Gela, Luca 13 anni fa da indagato a vittima di estorsioni Il sequestro, la minaccia di suicidio e l’aiuto di Crocetta

Il 16 giugno del 2006 Salvatore Luca, fondatore di un impero economico tra vendita di auto di lusso e di immobili, si presenta davanti al municipio di Gela con una tanica di benzina e minaccia di darsi fuoco. Alcune settimane prima il suo patrimonio è stato oggetto di un importante sequestro da parte della Direzione investigativa antimafia di Caltanissetta e l’imprenditore è accusato di essere un prestanome del clan Rinzivillo. «Credo nella giustizia, ma voglio che sia giusta e celere», dice il 69enne che ieri è stato arrestato con l’accusa di concorso esterno alla mafia, sempre in appoggio ai Rinzivillo. In quel caso ad accorrere in suo soccorso arriva l’allora sindaco Rosario Crocetta che riceve Luca per un colloquio privato e, ricordano le cronache dell’epoca, si mobilita per aiutare la sua azienda in difficoltà. Grazie anche alla mediazione del primo cittadino, l’imprenditore avvia una collaborazione con la polizia, guidata a Gela in quel momento dal commissario Giovanni Giudice, oggi indagato nella stessa inchiesta con l’accusa di aver passato informazioni riservate alla famiglia Luca. 

In effetti le vicissitudini giudiziarie di Luca si risolvono positivamente: sei mesi dopo, l’intero patrimonio viene dissequestrato e gli imprenditori passano da accusati a vittime. Sono loro stessi, infatti, a denunciare le estorsioni subite dal clan Emmanuello, dando il via a una serie di arresti nel 2007. Un fattore determinante, secondo il giudice di allora, per decidere il dissequestro dei beni. «Le loro dichiarazioni – scrive il Gip nell’ordinanza di dissequestro – hanno trovato conferma nelle affermazioni del collaboratore di giustizia Rosario Trubia e sono incompatibili con l’accusa. Si ritiene che i collaboratori in precedenza escussi possano avere equivocato i rapporti tra i Luca e i vertici della cosca mafiosa».

A distanza di 13 anni la storia dei Luca torna però alla casella iniziale con l’operazione Camaleonte scattata ieri a opera del Gico della Guardia di finanza. «Le indagini – ha spiegato il procuratore capo di Caltanissetta Amedeo Bertone – offrono una visione abbastanza grave della crescita di questo gruppo imprenditoriale che per oltre vent’anni ha usufruito del contributo e del finanziamento del clan Rinzivillo che gli ha consentito di conquistare una posizione di monopolio all’interno del settore economico di cui si occupava». Il marchio Lucauto è riuscito a diventare leader in Sicilia nella vendita di macchine di lusso, mentre nell’immobiliare spicca la realizzazione di due importanti residence a Marina di Ragusa e Gela. Tutti beni finiti sotto sequestro. 
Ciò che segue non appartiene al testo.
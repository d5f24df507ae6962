//! Completion endpoint clients.
//!
//! [`OpenAICompatibleClient`] talks to any chat-completions style endpoint.
//! [`QueuedDriver`] wraps a driver so every call goes through a shared
//! [`whodunit_queue::TaskQueue`], one request at a time.

mod openai_compat;
mod queued;

pub use openai_compat::{ChatMessage, ChatRequest, ChatResponse, OpenAICompatibleClient};
pub use queued::QueuedDriver;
Gli inquirenti sono convinti che le denunce di estorsione siano state un tentativo, riuscito per molti anni, di vestire la casacca dell’antimafia (nel 2015 Salvatore Luca denuncia anche di avere ricevuto un macabro avviso, una gallina sgozzata con un proiettile in bocca), continuando invece a fare affari con i Rinzivillo. E non mettendo in dubbio che le estorsioni ci siano davvero state, sottolineano come i due clan di Cosa Nostra a Gela – i Rinzivillo (che sarebbero stati soci dei Luca) e gli Emmanuello (che invece avrebbero imposto le estorsioni agli imprenditori) – si siano a lungo osteggiati. 

Nel registro degli indagati nell’operazione Camaleonte è finito anche il poliziotto Giovanni Giudice, commissario a Gela a metà anni 2000, poi a capo della squadra mobile di Caltanissetta, in servizio ad Agrigento e infine a Perugia. La notizia ha spiazzato molti addetti ai lavori che hanno apprezzato il lavoro del dirigente nella provincia nissena. Secondo quanto ricostruito dagli inquirenti, Giudice avrebbe passato informazioni riservate ai Luca, accedendo alla banca dati dello Sdi, in cambio del prestito di auto di grossa cilindrata oppure dell’acquisto dei mezzi a prezzi più bassi rispetto a quelli di mercato, o ancora con qualche soggiorno in albergo pagato dai Luca.